1. A method for improving appearance of captured bilevel image data, 

comprising: 

receiving a degraded input bilevel image; 

connecting dark pixels in the input image to adjacent dark pixels to form 
connected components comprising a set of dark pixels connected either diagonally or 
orthogonally and surrounded by white pixels; 

performing initial clustering of individual connected components; 

determining a "most likely" cluster representative by use of a probabilistic 
model of the scanner used for scanning; and 

assembling the sets by substituting the "most-likely" cluster representative for 
each family member of each cluster set to form an output image. 

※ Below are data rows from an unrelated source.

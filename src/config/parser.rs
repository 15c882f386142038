use crate::config::types::Config;
use crate::config::validation::validate;
use crate::ConfigError;
use sha2::{Digest, Sha256};
use std::path::Path;

/// Loads and parses a configuration file from the given path
///
/// # Arguments
///
/// * `path` - Path to the TOML configuration file
///
/// # Returns
///
/// * `Ok(Config)` - Successfully loaded and validated configuration
/// * `Err(ConfigError)` - Failed to load, parse, or validate the configuration
///
/// # Example
///
/// ```no_run
/// use std::path::Path;
/// use flat_crawler::config::load_config;
///
/// let config = load_config(Path::new("flats.toml")).unwrap();
/// println!("Start URL: {}", config.job.construct_url());
/// ```
pub fn load_config(path: &Path) -> Result<Config, ConfigError> {
    let content = std::fs::read_to_string(path)?;
    parse_config(&content)
}

/// Parses and validates configuration from TOML text
pub fn parse_config(content: &str) -> Result<Config, ConfigError> {
    let config: Config = toml::from_str(content)?;
    validate(&config)?;
    Ok(config)
}

/// Computes a SHA-256 hash of the configuration file content
///
/// Logged at startup so stored listings can be traced back to the
/// configuration that produced them.
///
/// # Returns
///
/// * `Ok(String)` - Hex-encoded SHA-256 hash of the file content
/// * `Err(ConfigError)` - Failed to read the file
pub fn compute_config_hash(path: &Path) -> Result<String, ConfigError> {
    let content = std::fs::read_to_string(path)?;
    let mut hasher = Sha256::new();
    hasher.update(content.as_bytes());
    let result = hasher.finalize();
    Ok(hex::encode(result))
}

/// Loads a configuration and returns both the config and its hash
pub fn load_config_with_hash(path: &Path) -> Result<(Config, String), ConfigError> {
    let config = load_config(path)?;
    let hash = compute_config_hash(path)?;
    Ok((config, hash))
}

#[cfg(test)]
mod tests {
    use super::*;
    use crate::job::{AgentIdentity, City, Language, ListingType, RecencyWindow, BASE_URL};
    use std::io::Write;
    use tempfile::NamedTempFile;

    fn create_temp_config(content: &str) -> NamedTempFile {
        let mut file = NamedTempFile::new().unwrap();
        file.write_all(content.as_bytes()).unwrap();
        file.flush().unwrap();
        file
    }

    #[test]
    fn test_load_valid_config() {
        let config_content = r#"
[job]
user-agent = "firefox"
listing-type = "rent"
language = "lv"
city = "Jurmala"
window = "today-2"

[crawler]
base-url = "http://127.0.0.1:8080/"
request-timeout-secs = 10

[output]
database-path = "./test.db"
"#;

        let file = create_temp_config(config_content);
        let config = load_config(file.path()).unwrap();

        assert_eq!(config.job.user_agent(), &AgentIdentity::Firefox);
        assert_eq!(config.job.listing_type(), ListingType::Rent);
        assert_eq!(config.job.language(), Language::Lv);
        assert_eq!(config.job.city(), City::Jurmala);
        assert_eq!(config.job.window(), RecencyWindow::Today2);
        assert_eq!(config.crawler.base_url, "http://127.0.0.1:8080/");
        assert_eq!(config.crawler.request_timeout_secs, 10);
        assert_eq!(config.output.database_path, "./test.db");
    }

    #[test]
    fn test_crawler_section_defaults() {
        let config = parse_config(
            r#"
[job]
listing-type = "sell"
language = "ru"
city = "Riga"
window = "today"

[output]
database-path = "./flats.db"
"#,
        )
        .unwrap();

        assert_eq!(config.job.user_agent(), &AgentIdentity::Chrome);
        assert_eq!(config.crawler.base_url, BASE_URL);
        assert_eq!(config.crawler.request_timeout_secs, 30);
        assert_eq!(
            config.job.construct_url(),
            "https://www.ss.lv/ru/real-estate/flats/Riga/today/sell/"
        );
    }

    #[test]
    fn test_custom_user_agent() {
        let config = parse_config(
            r#"
[job]
user-agent = "FlatCrawler/0.1 (+https://example.com)"
listing-type = "hand_over"
language = "ru"
city = "Riga"
window = "all"

[output]
database-path = "./flats.db"
"#,
        )
        .unwrap();

        assert_eq!(
            config.job.user_agent().as_str(),
            "FlatCrawler/0.1 (+https://example.com)"
        );
        assert_eq!(config.job.listing_type(), ListingType::Rent);
    }

    #[test]
    fn test_unknown_enum_value_is_parse_error() {
        let result = parse_config(
            r#"
[job]
listing-type = "sell"
language = "en"
city = "Riga"
window = "today"

[output]
database-path = "./flats.db"
"#,
        );
        assert!(matches!(result, Err(ConfigError::Parse(_))));
    }

    #[test]
    fn test_load_config_with_invalid_path() {
        let result = load_config(Path::new("/nonexistent/flats.toml"));
        assert!(matches!(result, Err(ConfigError::Io(_))));
    }

    #[test]
    fn test_load_config_with_invalid_toml() {
        let file = create_temp_config("this is not valid TOML {{{");
        let result = load_config(file.path());
        assert!(result.is_err());
    }

    #[test]
    fn test_load_config_with_validation_error() {
        let config_content = r#"
[job]
listing-type = "sell"
language = "ru"
city = "Riga"
window = "today"

[crawler]
request-timeout-secs = 0

[output]
database-path = "./flats.db"
"#;

        let file = create_temp_config(config_content);
        let result = load_config(file.path());
        assert!(matches!(result.unwrap_err(), ConfigError::Validation(_)));
    }

    #[test]
    fn test_compute_config_hash() {
        let file = create_temp_config("test content");

        let hash1 = compute_config_hash(file.path()).unwrap();
        let hash2 = compute_config_hash(file.path()).unwrap();

        assert_eq!(hash1, hash2);
        assert_eq!(hash1.len(), 64);
    }

    #[test]
    fn test_different_content_different_hash() {
        let file1 = create_temp_config("content 1");
        let file2 = create_temp_config("content 2");

        let hash1 = compute_config_hash(file1.path()).unwrap();
        let hash2 = compute_config_hash(file2.path()).unwrap();

        assert_ne!(hash1, hash2);
    }
}
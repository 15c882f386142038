//! flat-crawler main entry point
//!
//! This is the command-line interface for the ss.lv flat crawler.

use anyhow::Context;
use clap::Parser;
use flat_crawler::config::{load_config_with_hash, Config};
use flat_crawler::crawler::crawl;
use flat_crawler::job::{City, Job, Language, ListingType, RecencyWindow};
use flat_crawler::storage::{SqliteStorage, SystemClock};
use std::path::{Path, PathBuf};
use tracing_subscriber::EnvFilter;

/// flat-crawler: collects flat listings from ss.lv
///
/// Crawls every results page of one listing category (type, language, city,
/// recency window), extracts each listing row, and stores the listings in a
/// SQLite database. Listings already stored are left untouched.
#[derive(Parser, Debug)]
#[command(name = "flat-crawler")]
#[command(version)]
#[command(about = "Collects flat listings from ss.lv", long_about = None)]
struct Cli {
    /// Path to TOML configuration file
    #[arg(value_name = "CONFIG")]
    config: PathBuf,

    /// Increase logging verbosity (-v, -vv, -vvv)
    #[arg(short, long, action = clap::ArgAction::Count)]
    verbose: u8,

    /// Suppress non-error output
    #[arg(short, long, conflicts_with = "verbose")]
    quiet: bool,

    /// Override the listing type (sell, rent)
    #[arg(long)]
    listing_type: Option<ListingType>,

    /// Override the site language (ru, lv)
    #[arg(long)]
    language: Option<Language>,

    /// Override the city
    #[arg(long)]
    city: Option<City>,

    /// Override the recency window (all, today, today-2, today-5)
    #[arg(long)]
    window: Option<RecencyWindow>,

    /// Show the job and its start URL without crawling
    #[arg(long, conflicts_with_all = ["stats", "no_persist"])]
    dry_run: bool,

    /// Crawl and report, but do not write to the database
    #[arg(long, conflicts_with = "stats")]
    no_persist: bool,

    /// Show stored listing counts from the database and exit
    #[arg(long)]
    stats: bool,
}

impl Cli {
    /// Rebuilds the configured job with any command-line overrides applied
    fn job(&self, configured: &Job) -> Job {
        Job::new(
            configured.user_agent().clone(),
            self.listing_type.unwrap_or(configured.listing_type()),
            self.language.unwrap_or(configured.language()),
            self.city.unwrap_or(configured.city()),
            self.window.unwrap_or(configured.window()),
        )
    }
}

#[tokio::main]
async fn main() -> anyhow::Result<()> {
    let cli = Cli::parse();

    setup_logging(cli.verbose, cli.quiet);

    tracing::info!("Loading configuration from: {}", cli.config.display());
    let (mut config, config_hash) = match load_config_with_hash(&cli.config) {
        Ok(loaded) => loaded,
        Err(e) => {
            tracing::error!("Failed to load configuration: {}", e);
            return Err(e.into());
        }
    };
    tracing::info!("Configuration loaded successfully (hash: {})", config_hash);
    config.job = cli.job(&config.job);

    if cli.dry_run {
        handle_dry_run(&config);
    } else if cli.stats {
        handle_stats(&config)?;
    } else {
        handle_crawl(&config, !cli.no_persist).await?;
    }

    Ok(())
}

/// Sets up the logging/tracing subscriber based on verbosity level
fn setup_logging(verbose: u8, quiet: bool) {
    let filter = if quiet {
        EnvFilter::new("error")
    } else {
        match verbose {
            0 => EnvFilter::new("flat_crawler=info,warn"),
            1 => EnvFilter::new("flat_crawler=debug,info"),
            2 => EnvFilter::new("flat_crawler=trace,debug"),
            _ => EnvFilter::new("trace"),
        }
    };

    tracing_subscriber::fmt()
        .with_env_filter(filter)
        .with_target(false)
        .with_thread_ids(false)
        .with_file(false)
        .init();
}

/// Handles the --dry-run mode: shows the job and where the crawl would start
fn handle_dry_run(config: &Config) {
    let job = &config.job;

    println!("=== flat-crawler Dry Run ===\n");

    println!("Job:");
    println!("  Listing type: {}", job.listing_type());
    println!("  Language: {}", job.language());
    println!("  City: {}", job.city());
    println!("  Window: {}", job.window());
    println!("  User agent: {}", job.user_agent().as_str());

    println!("\nCrawler:");
    println!("  Base URL: {}", config.crawler.base_url);
    println!(
        "  Request timeout: {}s",
        config.crawler.request_timeout_secs
    );

    println!("\nOutput:");
    println!("  Database: {}", config.output.database_path);

    println!(
        "\n✓ Would start crawling at {}",
        job.construct_url_on(&config.crawler.base_url)
    );
}

/// Handles the --stats mode: shows stored listing counts
fn handle_stats(config: &Config) -> anyhow::Result<()> {
    println!("Database: {}\n", config.output.database_path);

    let storage = SqliteStorage::open(Path::new(&config.output.database_path))
        .context("Failed to open database")?;

    println!("Stored flats: {}", storage.count_flats()?);
    for (listing_type, count) in storage.count_flats_by_type()? {
        println!("  {}: {}", listing_type, count);
    }

    Ok(())
}

/// Handles the main crawl operation
///
/// Crawl problems are absorbed page by page; a storage failure ends the
/// process with an error.
async fn handle_crawl(config: &Config, persist: bool) -> anyhow::Result<()> {
    let report = crawl(config).await?;

    tracing::info!(
        "Collected {} listings from {} pages ({} pages failed)",
        report.records.len(),
        report.stats.pages_fetched,
        report.stats.pages_failed
    );

    if !persist {
        tracing::info!("Skipping persistence (--no-persist)");
        return Ok(());
    }

    let mut storage = SqliteStorage::open(Path::new(&config.output.database_path))
        .context("Failed to open database")?;

    if let Err(e) = report.records.persist(&mut storage, &SystemClock) {
        tracing::error!("Failed to persist listings: {}", e);
        return Err(e.into());
    }

    tracing::info!("Database now holds {} flats", storage.count_flats()?);

    Ok(())
}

2. The method of claim 1, wherein the step of performing initial clustering 
includes pair-wise matching connected components and determining a match if the 
pair are within a certain threshold of matching to form cluster sets, each with one or 
more family members formed of individual connected components; and 

the step of determining a "most likely" cluster representative for each cluster 
set uses a optimization procedure in which at least one iteration of pixel flipping is 
performed. 

3. The method of claim 2, wherein the optimization procedure is a hill- 
climbing optimization procedure. 

4. The method of claim 2, wherein an initial representative is determined by 
finding a translation x of each family member that maximizes the probability that the 
family member is a given original image to obtain a higher resolution histogram.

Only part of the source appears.